**Description of the task**
Pull every line with the word "OnoReceiver" out of the entries below.

___ Record extracts

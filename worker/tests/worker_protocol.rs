use std::{io, num::NonZeroUsize, sync::Arc};

use comms::{OnoReceiver, OnoSender, Partition, WorkerResult};
use knn::{Classifier, Dataset, DistanceMetric, KnnErr};
use tokio::io::{DuplexStream, ReadHalf, WriteHalf};
use worker::{Worker, WorkerErr};

type End = (
    OnoReceiver<ReadHalf<DuplexStream>>,
    OnoSender<WriteHalf<DuplexStream>>,
);

fn channel_pair() -> (End, End) {
    let (stream1, stream2) = tokio::io::duplex(4096);
    let (rx1, tx1) = tokio::io::split(stream1);
    let (rx2, tx2) = tokio::io::split(stream2);
    (comms::channel(rx1, tx1), comms::channel(rx2, tx2))
}

fn mk_worker(k: usize) -> Worker {
    let reference = Dataset::from_items(
        2,
        [
            (0, [0.0_f32, 0.0]),
            (0, [1.0, 0.0]),
            (1, [10.0, 10.0]),
            (1, [11.0, 10.0]),
        ],
    )
    .unwrap();

    // The last item is deliberately mislabeled.
    let queries = Dataset::from_items(
        2,
        [
            (0, [0.5_f32, 0.5]),
            (1, [9.0, 9.0]),
            (0, [0.0, 1.0]),
            (0, [10.0, 11.0]),
        ],
    )
    .unwrap();

    let classifier = Classifier::new(NonZeroUsize::new(k).unwrap(), DistanceMetric::Euclidean);
    Worker::new(0, classifier, Arc::new(reference), Arc::new(queries))
}

#[tokio::test(flavor = "multi_thread", worker_threads = 2)]
async fn worker_reports_correct_count_for_its_partition() -> io::Result<()> {
    let ((mut coord_rx, mut coord_tx), (wk_rx, wk_tx)) = channel_pair();

    let worker_task = tokio::spawn(mk_worker(1).run(wk_rx, wk_tx));

    coord_tx.send(&Partition::new(1, 3)).await?;
    let result: WorkerResult = coord_rx.recv().await?;
    assert_eq!(result.correct_count, 2);

    let returned = worker_task.await.unwrap().unwrap();
    assert_eq!(returned, result);

    // The worker closes its side once the result is out.
    let err = coord_rx.recv::<WorkerResult>().await.unwrap_err();
    assert_eq!(err.kind(), io::ErrorKind::UnexpectedEof);
    Ok(())
}

#[tokio::test(flavor = "multi_thread", worker_threads = 2)]
async fn empty_partition_reports_zero() -> io::Result<()> {
    let ((mut coord_rx, mut coord_tx), (wk_rx, wk_tx)) = channel_pair();

    let worker_task = tokio::spawn(mk_worker(3).run(wk_rx, wk_tx));

    coord_tx.send(&Partition::new(4, 0)).await?;
    let result: WorkerResult = coord_rx.recv().await?;
    assert_eq!(result.correct_count, 0);

    worker_task.await.unwrap().unwrap();
    Ok(())
}

#[tokio::test(flavor = "multi_thread", worker_threads = 2)]
async fn worker_rejects_out_of_range_partition() -> io::Result<()> {
    let ((mut coord_rx, mut coord_tx), (wk_rx, wk_tx)) = channel_pair();

    let worker_task = tokio::spawn(mk_worker(1).run(wk_rx, wk_tx));

    coord_tx.send(&Partition::new(2, 3)).await?;

    let res = worker_task.await.unwrap();
    assert!(matches!(
        res,
        Err(WorkerErr::PartitionOutOfRange { count: 4, .. })
    ));

    // No result was emitted before the worker went away.
    assert!(coord_rx.recv::<WorkerResult>().await.is_err());
    Ok(())
}

#[tokio::test(flavor = "multi_thread", worker_threads = 2)]
async fn worker_fails_when_coordinator_hangs_up() {
    let ((coord_rx, coord_tx), (wk_rx, wk_tx)) = channel_pair();
    drop((coord_rx, coord_tx));

    let res = mk_worker(1).run(wk_rx, wk_tx).await;
    match res {
        Err(WorkerErr::Io(e)) => assert_eq!(e.kind(), io::ErrorKind::UnexpectedEof),
        other => panic!("unexpected outcome: {other:?}"),
    }
}

#[tokio::test(flavor = "multi_thread", worker_threads = 2)]
async fn classification_errors_surface_as_worker_errors() {
    let reference = Dataset::from_items(3, [(0, [0.0_f32, 0.0, 0.0])]).unwrap();
    let queries = Dataset::from_items(2, [(0, [0.0_f32, 0.0])]).unwrap();
    let classifier = Classifier::new(NonZeroUsize::MIN, DistanceMetric::Cosine);
    let worker = Worker::new(7, classifier, Arc::new(reference), Arc::new(queries));

    let res = worker.classify_partition(Partition::new(0, 1)).await;
    assert!(matches!(
        res,
        Err(WorkerErr::Knn(KnnErr::DimensionMismatch { .. }))
    ));
}

#[tokio::test(flavor = "multi_thread", worker_threads = 2)]
async fn long_partition_counts_every_item() {
    // Labels alternate between the two clusters, every third one is wrong.
    let reference = Dataset::from_items(1, [(0, [0.0_f32]), (1, [100.0])]).unwrap();
    let queries: Vec<_> = (0..1000u32)
        .map(|i| {
            let cluster = i % 2;
            let label = if i % 3 == 0 { 1 - cluster } else { cluster };
            (label, [cluster as f32 * 100.0 + 1.0])
        })
        .collect();
    let queries = Dataset::from_items(1, queries).unwrap();

    let expected = (3..997u32).filter(|i| i % 3 != 0).count() as u64;
    let classifier = Classifier::new(NonZeroUsize::MIN, DistanceMetric::Euclidean);
    let worker = Worker::new(1, classifier, Arc::new(reference), Arc::new(queries));

    let result = worker.classify_partition(Partition::new(3, 994)).await.unwrap();
    assert_eq!(result.correct_count, expected);
}
mod isolation;
mod run;

pub use isolation::{Isolation, ProcessSpec, WORKER_ID_ENV};
pub use run::RunConfig;
use std::{num::NonZeroUsize, ops::Range};

use comms::Partition;

/// Splits `test_count` items among `num_workers` workers.
///
/// Properties:
/// - One partition per worker, worker 0 gets the earliest indices.
/// - Partitions are contiguous, disjoint and cover `[0..test_count)` in ascending order.
/// - Sizes differ by at most 1, the first `test_count % num_workers` get the extra item.
pub fn plan(test_count: usize, num_workers: NonZeroUsize) -> Vec<Partition> {
    let num_workers = num_workers.get();

    (0..num_workers)
        .map(|worker_id| {
            let range = shard_range(test_count, worker_id, num_workers);
            Partition::new(range.start, range.len())
        })
        .collect()
}

/// The index range `worker_id` owns when `total` items are split among `num_workers`.
fn shard_range(total: usize, worker_id: usize, num_workers: usize) -> Range<usize> {
    debug_assert!(worker_id < num_workers);

    let base = total / num_workers;
    let rem = total % num_workers;

    let start = worker_id * base + worker_id.min(rem);
    let extra = usize::from(worker_id < rem);
    let end = start + base + extra;

    start..end
}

______

**Answer to the exercise**
use comms::{OnoReceiver, OnoSender, Partition, WorkerResult};
    OnoReceiver<ReadHalf<DuplexStream>>,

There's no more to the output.